Roma, 21 mar. (askanews) - "Da almeno 15 anni si tagliano fondi alla sanità. Centinaia di ospedali, soprattutto quelli più piccoli, sono stati chiusi dalle Regioni. Al Ssn mancano, così si diceva fino a qualche mese fa, circa 10 mila medici e diverse migliaia di infermieri. Una strategia di desertificazione dell'assistenza sanitaria pubblica, per la verità non solo in Italia ma un po' in tutta Europa, di cui oggi raccogliamo i drammatici risultati con questa insidia mortale chiamata coronavirus. Governo e Regioni, di qualsivoglia colore politico, devono battersi il petto". Lo afferma in una nota Osvaldo Napoli del direttivo di Forza Italia alla Camera.
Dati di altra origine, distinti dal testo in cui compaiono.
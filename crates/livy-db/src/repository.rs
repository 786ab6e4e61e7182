use std::sync::Arc;
use std::sync::atomic::{AtomicU8, Ordering};

use livy_common::{Error, Result};
use tracing::debug;

use crate::gateway::StorageGateway;

/// Repository implementation shared by the schema and configuration traits.
/// Gateway calls block, so each one runs on tokio's blocking pool.
#[derive(Clone)]
pub struct SqlRepository {
    gateway: Arc<dyn StorageGateway>,
}

const PENDING: u8 = 0;
const RUNNING: u8 = 1;
const DONE: u8 = 2;
const CANCELLED: u8 = 3;

impl SqlRepository {
    pub fn new(gateway: Arc<dyn StorageGateway>) -> Self {
        Self { gateway }
    }

    pub fn backend(&self) -> &'static str {
        self.gateway.backend()
    }

    /// Run `f` on the blocking pool. Dropping the returned future cancels the
    /// call: a call still queued never runs, and a running one is interrupted
    /// through [`StorageGateway::interrupt`].
    pub(crate) async fn blocking<T, F>(&self, f: F) -> Result<T>
    where
        F: FnOnce(&dyn StorageGateway) -> Result<T> + Send + 'static,
        T: Send + 'static,
    {
        let state = Arc::new(AtomicU8::new(PENDING));
        let _cancel = CancelOnDrop {
            state: Arc::clone(&state),
            gateway: Arc::clone(&self.gateway),
        };

        let gateway = Arc::clone(&self.gateway);
        tokio::task::spawn_blocking(move || {
            if state
                .compare_exchange(PENDING, RUNNING, Ordering::SeqCst, Ordering::SeqCst)
                .is_err()
            {
                return Err(Error::Timeout("storage call cancelled before it started".into()));
            }
            let result = f(gateway.as_ref());
            state.store(DONE, Ordering::SeqCst);
            result
        })
        .await
        .map_err(|e| Error::Database(format!("storage task failed: {e}")))?
    }
}

/// Lives as long as the caller waits on a blocking call.
struct CancelOnDrop {
    state: Arc<AtomicU8>,
    gateway: Arc<dyn StorageGateway>,
}

impl Drop for CancelOnDrop {
    fn drop(&mut self) {
        match self
            .state
            .compare_exchange(PENDING, CANCELLED, Ordering::SeqCst, Ordering::SeqCst)
        {
            Ok(_) => debug!("storage call dropped before it started"),
            Err(RUNNING) => {
                debug!(backend = self.gateway.backend(), "interrupting abandoned storage call");
                self.gateway.interrupt();
            }
            Err(_) => {}
        }
    }
}
use thiserror::Error;

pub type Result<T> = std::result::Result<T, Error>;

#[derive(Error, Debug)]
pub enum Error {
    #[error("configuration error: {0}")]
    Config(String),

    #[error("database error: {0}")]
    Database(String),

    /// The statement referenced a table that does not exist yet.
    #[error("missing table: {0}")]
    MissingTable(String),

    /// A unique or primary key constraint rejected the write.
    #[error("conflict: {0}")]
    Conflict(String),

    #[error("migration {version} ({name}) failed: {reason}")]
    Migration {
        version: u32,
        name: String,
        reason: String,
    },

    #[error("validation error: {0}")]
    Validation(String),

    #[error("operation timed out: {0}")]
    Timeout(String),

    #[error("gateway error: {0}")]
    Gateway(String),

    #[error("io error: {0}")]
    Io(#[from] std::io::Error),

    #[error("serialization error: {0}")]
    Serialization(#[from] serde_json::Error),

    #[error("{0}")]
    Other(String),
}

impl Error {
    /// Whether the error was caused by the caller rather than the service.
    pub fn is_client_error(&self) -> bool {
        matches!(self, Error::Validation(_))
    }
}
pub mod handlers;
pub mod response;
pub mod router;
pub mod server;
pub mod service;
pub mod state;
pub mod validation;

pub use router::build_router;
pub use server::GatewayServer;
pub use service::ConfigurationService;
pub use state::{AppState, SharedState};
use async_trait::async_trait;
use livy_common::{Configuration, Error, Result};
use uuid::Uuid;

use crate::gateway::SqlValue;
use crate::repository::SqlRepository;

pub const VERSION_TABLE: &str = "db_version";

pub const VERSION_TABLE_SCHEMA: &str = "
    id TEXT PRIMARY KEY,
    version BIGINT NOT NULL UNIQUE
";

pub const CONFIGURATION_TABLE_SCHEMA: &str = "
    id TEXT PRIMARY KEY,
    configname TEXT NOT NULL,
    value TEXT NOT NULL
";

/// Version bookkeeping and table creation used by the migration steps.
/// Version history is append-only.
#[async_trait]
pub trait SchemaRepository: Send + Sync {
    async fn create_version_table(&self) -> Result<()>;

    /// Highest recorded version, 0 when the table is empty. A missing table
    /// surfaces as [`Error::MissingTable`] so callers can tell the two apart.
    async fn current_version(&self) -> Result<u32>;

    /// Append `version` under a fresh id. A duplicate version surfaces as
    /// [`Error::Conflict`].
    async fn record_version(&self, version: u32) -> Result<()>;

    async fn applied_versions(&self) -> Result<Vec<u32>>;

    async fn create_configuration_table(&self) -> Result<()>;
}

fn to_version(raw: i64) -> Result<u32> {
    u32::try_from(raw).map_err(|_| Error::Database(format!("invalid schema version {raw}")))
}

#[async_trait]
impl SchemaRepository for SqlRepository {
    async fn create_version_table(&self) -> Result<()> {
        self.blocking(|db| db.create_table(VERSION_TABLE, VERSION_TABLE_SCHEMA))
            .await
    }

    async fn current_version(&self) -> Result<u32> {
        let rows = self
            .blocking(|db| {
                db.query(
                    "SELECT version FROM db_version ORDER BY version DESC LIMIT 1",
                    &[],
                )
            })
            .await?;
        match rows.first() {
            Some(row) => to_version(row.integer(0)?),
            None => Ok(0),
        }
    }

    async fn record_version(&self, version: u32) -> Result<()> {
        let id = Uuid::new_v4().to_string();
        self.blocking(move |db| {
            db.execute(
                "INSERT INTO db_version (id, version) VALUES ($1, $2)",
                &[SqlValue::from(id), SqlValue::from(version)],
            )
        })
        .await?;
        Ok(())
    }

    async fn applied_versions(&self) -> Result<Vec<u32>> {
        let rows = self
            .blocking(|db| db.query("SELECT version FROM db_version ORDER BY version ASC", &[]))
            .await?;
        rows.iter().map(|row| to_version(row.integer(0)?)).collect()
    }

    async fn create_configuration_table(&self) -> Result<()> {
        self.blocking(|db| db.create_table(Configuration::TABLE, CONFIGURATION_TABLE_SCHEMA))
            .await
    }
}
"Oggi si cercano 300 medici nelle aree del Nord, e si dimentica quanti di loro sono stati mandati in pensione grazie a quota 100. A Roma si fa una battaglia ridicola per riaprire l'ospedale Forlanini, monumento di efficienza ridotto oggi in una condizione di abbandono. Quell'ospedale semplicemente non andava chiuso, essendo un centro di specializzazione per le malattie polmonari - aggiunge -. Gli italiani pagano oggi un prezzo alto per colpa dei gravi errori commessi dai governi nazionali e dalle Regioni". "Si rincorrono posti che non ci sono nelle terapie intensive, si cercano macchinari per la respirazione meccanica quando quei macchinari dovevano essere installati in tempi di relativa calma. Una volta cessata, la tempesta del coronavirus imporrà a tutti, governo e Regioni, di ripensare il modello di assistenza, per potenziare quello attuale ma anche per cambiarlo nelle sue articolazioni istituzionali. L'ultima idiozia che può fare la politica sarebbe dimenticare quello che sta accadendo", conclude.